Dataset content.
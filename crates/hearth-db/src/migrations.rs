use anyhow::Result;
use rusqlite::Connection;
use tracing::info;

pub fn run(conn: &Connection) -> Result<()> {
    conn.execute_batch("CREATE TABLE IF NOT EXISTS schema_version (version INTEGER NOT NULL);")?;

    let version: i64 = conn.query_row(
        "SELECT COALESCE(MAX(version), 0) FROM schema_version",
        [],
        |r| r.get(0),
    )?;

    if version < 1 {
        info!("Running migration v1 (users, friend requests, messages)");
        conn.execute_batch(
            "
            CREATE TABLE users (
                id          TEXT PRIMARY KEY,
                username    TEXT NOT NULL UNIQUE,
                -- lowercased in Rust; SQLite's lower() only folds ASCII
                username_folded TEXT NOT NULL,
                email       TEXT NOT NULL UNIQUE,
                password    TEXT NOT NULL,
                created_at  TEXT NOT NULL
            );

            -- user_low/user_high is the unordered pair key; the UNIQUE constraint
            -- is what keeps one request per pair under concurrent inserts.
            CREATE TABLE friend_requests (
                id              TEXT PRIMARY KEY,
                from_user_id    TEXT NOT NULL REFERENCES users(id),
                to_user_id      TEXT NOT NULL REFERENCES users(id),
                user_low        TEXT NOT NULL,
                user_high       TEXT NOT NULL,
                status          TEXT NOT NULL
                                CHECK (status IN ('pending', 'accepted', 'rejected')),
                created_at      TEXT NOT NULL,
                responded_at    TEXT,
                CHECK (user_low < user_high),
                UNIQUE (user_low, user_high)
            );

            CREATE INDEX idx_friend_requests_to
                ON friend_requests(to_user_id, status);

            CREATE INDEX idx_friend_requests_from
                ON friend_requests(from_user_id);

            CREATE TABLE messages (
                seq             INTEGER PRIMARY KEY AUTOINCREMENT,
                id              TEXT NOT NULL UNIQUE,
                from_user_id    TEXT NOT NULL REFERENCES users(id),
                to_user_id      TEXT NOT NULL REFERENCES users(id),
                user_low        TEXT NOT NULL,
                user_high       TEXT NOT NULL,
                content         TEXT NOT NULL,
                created_at      TEXT NOT NULL
            );

            CREATE INDEX idx_messages_pair
                ON messages(user_low, user_high, created_at);

            INSERT INTO schema_version (version) VALUES (1);
            ",
        )?;
    }

    info!("Database migrations complete");
    Ok(())
}

#[cfg(test)]
mod tests {
    use super::*;

    #[test]
    fn migrations_are_idempotent() {
        let conn = Connection::open_in_memory().unwrap();
        run(&conn).unwrap();
        run(&conn).unwrap();

        let versions: i64 = conn
            .query_row("SELECT COUNT(*) FROM schema_version", [], |r| r.get(0))
            .unwrap();
        assert_eq!(versions, 1);
    }
}
use std::sync::Arc;

use tracing::{info, warn};
use uuid::Uuid;

use hearth_db::Store;
use hearth_types::models::Message;

use crate::error::{SocialError, SocialResult};
use crate::now;
use crate::relationships::RelationshipEngine;

/// Longest accepted message body, in characters, after trimming.
pub const MAX_MESSAGE_CHARS: usize = 4000;

/// Direct messages between confirmed friends. Friendship is the only gate,
/// for reads and writes alike.
#[derive(Clone)]
pub struct MessagingGateway {
    store: Arc<dyn Store>,
    relationships: RelationshipEngine,
}

impl MessagingGateway {
    pub fn new(store: Arc<dyn Store>, relationships: RelationshipEngine) -> Self {
        Self {
            store,
            relationships,
        }
    }

    pub fn is_friend(&self, a: Uuid, b: Uuid) -> SocialResult<bool> {
        self.relationships.are_friends(a, b)
    }

    pub fn send_message(
        &self,
        actor_id: Uuid,
        target_id: Uuid,
        content: &str,
    ) -> SocialResult<Message> {
        let content = content.trim();
        if content.is_empty() {
            return Err(SocialError::InvalidArgument("message content is empty".into()));
        }
        if content.chars().count() > MAX_MESSAGE_CHARS {
            return Err(SocialError::InvalidArgument(format!(
                "message content exceeds {} characters",
                MAX_MESSAGE_CHARS
            )));
        }

        if self.store.user_by_id(target_id)?.is_none() {
            return Err(SocialError::NotFound("user not found".into()));
        }

        if !self.is_friend(actor_id, target_id)? {
            warn!(from = %actor_id, to = %target_id, "Refused message between non-friends");
            return Err(SocialError::Forbidden("you can only message your friends".into()));
        }

        let message = Message {
            id: Uuid::new_v4(),
            from_user_id: actor_id,
            to_user_id: target_id,
            content: content.to_string(),
            created_at: now(),
        };
        self.store.insert_message(&message)?;

        info!(message_id = %message.id, from = %actor_id, to = %target_id, "Message stored");
        Ok(message)
    }

    /// Full history with `target_id`, oldest first. Same result from either side.
    pub fn conversation(&self, actor_id: Uuid, target_id: Uuid) -> SocialResult<Vec<Message>> {
        if !self.is_friend(actor_id, target_id)? {
            return Err(SocialError::Forbidden(
                "you can only read conversations with your friends".into(),
            ));
        }
        Ok(self.store.messages_between(actor_id, target_id)?)
    }
}

#[cfg(test)]
mod tests {
    use super::*;
    use crate::testing::{store, user};
    use hearth_types::models::RespondAction;

    fn befriend(engine: &RelationshipEngine, a: Uuid, b: Uuid) {
        let request = engine.send_request(a, b).unwrap();
        engine.respond(b, request.id, RespondAction::Accept).unwrap();
    }

    #[test]
    fn friends_can_exchange_messages() {
        let store = store();
        let relationships = RelationshipEngine::new(store.clone());
        let gateway = MessagingGateway::new(store.clone(), relationships.clone());
        let alice = user(&store, "alice");
        let bob = user(&store, "bob");
        befriend(&relationships, alice.id, bob.id);

        let sent = gateway.send_message(alice.id, bob.id, "  hi  ").unwrap();
        assert_eq!(sent.content, "hi");
        assert_eq!(sent.from_user_id, alice.id);

        let reply = gateway.send_message(bob.id, alice.id, "hello back").unwrap();

        let seen_by_bob = gateway.conversation(bob.id, alice.id).unwrap();
        let seen_by_alice = gateway.conversation(alice.id, bob.id).unwrap();
        assert_eq!(seen_by_bob, vec![sent, reply]);
        assert_eq!(seen_by_alice, seen_by_bob);
        assert!(seen_by_bob.windows(2).all(|w| w[0].created_at <= w[1].created_at));
    }

    #[test]
    fn strangers_are_forbidden_to_write_or_read() {
        let store = store();
        let relationships = RelationshipEngine::new(store.clone());
        let gateway = MessagingGateway::new(store.clone(), relationships.clone());
        let carol = user(&store, "carol");
        let dave = user(&store, "dave");

        assert!(matches!(
            gateway.send_message(carol.id, dave.id, "hey"),
            Err(SocialError::Forbidden(_))
        ));
        assert!(matches!(
            gateway.conversation(carol.id, dave.id),
            Err(SocialError::Forbidden(_))
        ));

        // a pending request is not friendship
        relationships.send_request(carol.id, dave.id).unwrap();
        assert!(matches!(
            gateway.send_message(dave.id, carol.id, "hey"),
            Err(SocialError::Forbidden(_))
        ));
    }

    #[test]
    fn rejected_pair_stays_forbidden() {
        let store = store();
        let relationships = RelationshipEngine::new(store.clone());
        let gateway = MessagingGateway::new(store.clone(), relationships.clone());
        let carol = user(&store, "carol");
        let dave = user(&store, "dave");

        let request = relationships.send_request(carol.id, dave.id).unwrap();
        relationships.respond(dave.id, request.id, RespondAction::Reject).unwrap();

        assert!(!gateway.is_friend(carol.id, dave.id).unwrap());
        assert!(matches!(
            gateway.send_message(carol.id, dave.id, "please"),
            Err(SocialError::Forbidden(_))
        ));
    }

    #[test]
    fn content_is_validated_before_anything_else() {
        let store = store();
        let gateway = MessagingGateway::new(store.clone(), RelationshipEngine::new(store.clone()));
        let alice = user(&store, "alice");

        assert!(matches!(
            gateway.send_message(alice.id, Uuid::new_v4(), " \n\t "),
            Err(SocialError::InvalidArgument(_))
        ));

        let too_long = "x".repeat(MAX_MESSAGE_CHARS + 1);
        assert!(matches!(
            gateway.send_message(alice.id, Uuid::new_v4(), &too_long),
            Err(SocialError::InvalidArgument(_))
        ));

        assert!(matches!(
            gateway.send_message(alice.id, Uuid::new_v4(), "hi"),
            Err(SocialError::NotFound(_))
        ));
    }

    #[test]
    fn messaging_yourself_is_forbidden() {
        let store = store();
        let gateway = MessagingGateway::new(store.clone(), RelationshipEngine::new(store.clone()));
        let alice = user(&store, "alice");

        assert!(matches!(
            gateway.send_message(alice.id, alice.id, "note to self"),
            Err(SocialError::Forbidden(_))
        ));
    }
}
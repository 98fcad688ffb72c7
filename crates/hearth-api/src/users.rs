use axum::{
    Extension, Json,
    extract::{Path, Query, State},
    response::IntoResponse,
};
use axum_extra::extract::WithRejection;
use uuid::Uuid;

use hearth_types::api::{Claims, SearchQuery};

use crate::blocking;
use crate::error::ApiError;
use crate::state::AppState;

/// GET /users/search?q=: people the caller could send a request to.
pub async fn search(
    State(state): State<AppState>,
    Extension(claims): Extension<Claims>,
    WithRejection(Query(query), _): WithRejection<Query<SearchQuery>, ApiError>,
) -> Result<impl IntoResponse, ApiError> {
    let q = query.q.unwrap_or_default();
    let users = blocking(move || state.relationships.search_candidates(claims.sub, &q)).await?;
    Ok(Json(users))
}

/// GET /users/{id}: a friend's profile.
pub async fn get_user(
    State(state): State<AppState>,
    Extension(claims): Extension<Claims>,
    WithRejection(Path(user_id), _): WithRejection<Path<Uuid>, ApiError>,
) -> Result<impl IntoResponse, ApiError> {
    let profile = blocking(move || state.relationships.friend_profile(claims.sub, user_id)).await?;
    Ok(Json(profile))
}
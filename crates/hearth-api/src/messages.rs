use axum::{
    Extension, Json,
    extract::{Path, State},
    http::StatusCode,
    response::IntoResponse,
};
use axum_extra::extract::WithRejection;
use uuid::Uuid;

use hearth_types::api::{Claims, SendMessageRequest};

use crate::blocking;
use crate::error::ApiError;
use crate::state::AppState;

/// POST /messages/send
pub async fn send_message(
    State(state): State<AppState>,
    Extension(claims): Extension<Claims>,
    WithRejection(Json(req), _): WithRejection<Json<SendMessageRequest>, ApiError>,
) -> Result<impl IntoResponse, ApiError> {
    let message = blocking(move || {
        state
            .messaging
            .send_message(claims.sub, req.target_id, &req.content)
    })
    .await?;

    Ok((StatusCode::CREATED, Json(message)))
}

/// GET /messages/{friend_id}: the whole conversation, oldest first. Clients poll this.
pub async fn get_messages(
    State(state): State<AppState>,
    Extension(claims): Extension<Claims>,
    WithRejection(Path(friend_id), _): WithRejection<Path<Uuid>, ApiError>,
) -> Result<impl IntoResponse, ApiError> {
    let messages = blocking(move || state.messaging.conversation(claims.sub, friend_id)).await?;
    Ok(Json(messages))
}
use thiserror::Error;

use hearth_db::StoreError;

#[derive(Debug, Error)]
pub enum SocialError {
    #[error("{0}")]
    InvalidArgument(String),

    #[error("{0}")]
    NotFound(String),

    #[error("{0}")]
    Conflict(String),

    #[error("{0}")]
    Forbidden(String),

    #[error("storage failure: {0}")]
    Storage(StoreError),
}

impl From<StoreError> for SocialError {
    fn from(e: StoreError) -> Self {
        match e {
            StoreError::Conflict(msg) => SocialError::Conflict(msg),
            other => SocialError::Storage(other),
        }
    }
}

pub type SocialResult<T> = Result<T, SocialError>;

Your task. From the first line of the data above through the line containing "-- lowercased in", set each line down again exactly; include both ends and omit everything else.

The answer.
filename crates/hearth-db/src/migrations.rs
use anyhow::Result;
use rusqlite::Connection;
use tracing::info;

pub fn run(conn: &Connection) -> Result<()> {
    conn.execute_batch("CREATE TABLE IF NOT EXISTS schema_version (version INTEGER NOT NULL);")?;

    let version: i64 = conn.query_row(
        "SELECT COALESCE(MAX(version), 0) FROM schema_version",
        [],
        |r| r.get(0),
    )?;

    if version < 1 {
        info!("Running migration v1 (users, friend requests, messages)");
        conn.execute_batch(
            "
            CREATE TABLE users (
                id          TEXT PRIMARY KEY,
                username    TEXT NOT NULL UNIQUE,
                -- lowercased in Rust; SQLite's lower() only folds ASCII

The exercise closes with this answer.